Provvedimenti approvati (SPENDING REVIEW )

Riduzione:

  • dei consiglieri regionali
  • degli assessori regionali da 12 a 8 compreso il Vicepresidente
  • degli assessori esterni: da un massimo di 4 a un massimo di 2
  • delle Commissioni consiliari da 10 a 6
  • delle indennità dei consiglieri e dei finanziamenti ai gruppi
  • dei costi di funzionamento del Consiglio regionale da 79 milioni del 2011 a 70 milioni per il 2012 a 62,5 milioni nel 2013
  • del 50% delle consulenze esterne per Giunta e Consiglio
  • dei collaboratori di Giunta e Consiglio

 Abolizione:

  • del vitalizio per i consiglieri regionali
  • della figura del Sottosegretario
  • del trattamento di fine mandato per i Consiglieri regionali (unica regione)
  • delle missioni per i consiglieri regionali e per le loro strutture politiche

A partire dall’inizio del 2013 con la legge n. 1 abbiamo portato a  5 mila euro per ogni consigliere le risorse per i Gruppi e la nuova normativa obbliga i gruppi stessi ad una rendicontazione dettagliata che, dopo il controllo di tre revisori dei conti esterni all’istituzione, nominati con sorteggio pubblico, sarà inviata alla Corte dei conti.

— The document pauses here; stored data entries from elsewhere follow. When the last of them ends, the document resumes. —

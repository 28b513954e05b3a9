//! Asynchronous key-value persistence for the API key, saved templates and
//! ledger snapshots.
//!
//! The core treats storage as an opaque dependency behind [`KeyValueStore`];
//! [`FileStore`] is the bundled JSON-file implementation, and
//! [`SettingsStore`] layers typed accessors over any store.

use std::collections::HashMap;
use std::path::PathBuf;

use async_trait::async_trait;
use secrecy::SecretString;
use tokio::sync::RwLock;

use crate::error::ChatError;
use crate::ledger::Message;
use crate::templates::Template;

/// Storage key for the API key secret.
pub const API_KEY: &str = "api_key";
/// Storage key for saved message templates.
pub const TEMPLATES_KEY: &str = "message_templates";
/// Storage key for the persisted ledger snapshot.
pub const LEDGER_KEY: &str = "ledger";

/// Asynchronous get/set by string key.
#[async_trait]
pub trait KeyValueStore: Send + Sync {
    async fn get(&self, key: &str) -> Result<Option<String>, ChatError>;

    async fn set(&self, key: &str, value: &str) -> Result<(), ChatError>;

    async fn remove(&self, key: &str) -> Result<(), ChatError>;
}

/// JSON-file-backed store, by default under the user's home directory.
#[derive(Debug)]
pub struct FileStore {
    entries: RwLock<HashMap<String, String>>,
    file_path: PathBuf,
}

impl FileStore {
    /// Opens the store at the default path (`~/.sidechat/store.json`).
    pub async fn open_default() -> Result<Self, ChatError> {
        let home = dirs::home_dir()
            .ok_or_else(|| ChatError::Io("Could not find home directory".to_string()))?;
        Self::open(home.join(".sidechat").join("store.json")).await
    }

    /// Opens (or creates) the store backed by the file at `path`.
    pub async fn open(path: impl Into<PathBuf>) -> Result<Self, ChatError> {
        let file_path = path.into();
        if let Some(parent) = file_path.parent() {
            tokio::fs::create_dir_all(parent).await?;
        }

        let entries = match tokio::fs::read_to_string(&file_path).await {
            Ok(contents) => serde_json::from_str(&contents)?,
            Err(err) if err.kind() == std::io::ErrorKind::NotFound => HashMap::new(),
            Err(err) => return Err(err.into()),
        };

        Ok(Self {
            entries: RwLock::new(entries),
            file_path,
        })
    }

    pub fn file_path(&self) -> &std::path::Path {
        &self.file_path
    }

    async fn persist(&self, entries: &HashMap<String, String>) -> Result<(), ChatError> {
        let contents = serde_json::to_string_pretty(entries)?;
        tokio::fs::write(&self.file_path, contents).await?;
        Ok(())
    }
}

#[async_trait]
impl KeyValueStore for FileStore {
    async fn get(&self, key: &str) -> Result<Option<String>, ChatError> {
        Ok(self.entries.read().await.get(key).cloned())
    }

    async fn set(&self, key: &str, value: &str) -> Result<(), ChatError> {
        let mut entries = self.entries.write().await;
        entries.insert(key.to_string(), value.to_string());
        self.persist(&entries).await
    }

    async fn remove(&self, key: &str) -> Result<(), ChatError> {
        let mut entries = self.entries.write().await;
        entries.remove(key);
        self.persist(&entries).await
    }
}

/// Typed accessors over a [`KeyValueStore`].
pub struct SettingsStore<S> {
    inner: S,
}

impl<S: KeyValueStore> SettingsStore<S> {
    pub fn new(inner: S) -> Self {
        Self { inner }
    }

    pub fn inner(&self) -> &S {
        &self.inner
    }

    /// Reads the API key, wrapped so it is not exposed in logs.
    pub async fn api_key(&self) -> Result<Option<SecretString>, ChatError> {
        Ok(self.inner.get(API_KEY).await?.map(SecretString::new))
    }

    pub async fn set_api_key(&self, key: &str) -> Result<(), ChatError> {
        self.inner.set(API_KEY, key).await
    }

    pub async fn templates(&self) -> Result<Vec<Template>, ChatError> {
        match self.inner.get(TEMPLATES_KEY).await? {
            Some(raw) => Ok(serde_json::from_str(&raw)?),
            None => Ok(Vec::new()),
        }
    }

    pub async fn save_templates(&self, templates: &[Template]) -> Result<(), ChatError> {
        let raw = serde_json::to_string(templates)?;
        self.inner.set(TEMPLATES_KEY, &raw).await
    }

    /// The persisted ledger snapshot, empty when none was saved.
    pub async fn ledger_snapshot(&self) -> Result<Vec<Message>, ChatError> {
        match self.inner.get(LEDGER_KEY).await? {
            Some(raw) => Ok(serde_json::from_str(&raw)?),
            None => Ok(Vec::new()),
        }
    }

    pub async fn save_ledger_snapshot(&self, messages: &[Message]) -> Result<(), ChatError> {
        let raw = serde_json::to_string(messages)?;
        self.inner.set(LEDGER_KEY, &raw).await
    }
}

Non ci sono comunque solo le leggi, le norme o i regolamenti da rispettare.

Chi ha responsabilità pubblica deve assumere l’impegno di una più robusta moralità, di un senso di giustizia e di legalità che sia a prova di tutto.

Abbiamo molto discusso, con i colleghi capigruppo prima di giungere in Consiglio e abbiamo condiviso, unanimemente, alcuni percorsi, come è già accaduto in questa legislatura.

Il Consiglio regionale, in questa fase, ha davanti a sé compiti rilevanti e fondamentali per il futuro della Calabria.

Oggi, più che mai, sappiamo che bisogna lavorare ancora per approvare  riforme e provvedimenti non più rinviabili e migliorarne altri già approvati come ad esempio la riduzione del numero dei consiglieri regionali a 30  che deve procedere di pari passo con una nuova legge elettorale. 

Sappiamo che c’è l’esigenza di agire in tempi rapidi. 

Vogliamo continuare ad avere, in questo Consiglio, un’attenzione privilegiata per gli interessi di tutti e soprattutto di coloro che vivono nella difficoltà.

Dobbiamo continuare sulla strada intrapresa del cambiamento vero della nostra regione, rimuovendo gli ostacoli che stanno davanti a noi e che contribuiscono a generare il senso di sfiducia nelle istituzioni o a legittimare chi cerca dalle istituzioni vantaggi personali.

Dobbiamo andare verso il futuro cercando anche nuove strade, sforzandoci con coraggio di recuperare il senso originario della politica, intesa come servizio e ricerca del bene comune, per dare le risposte che i cittadini si attendono”.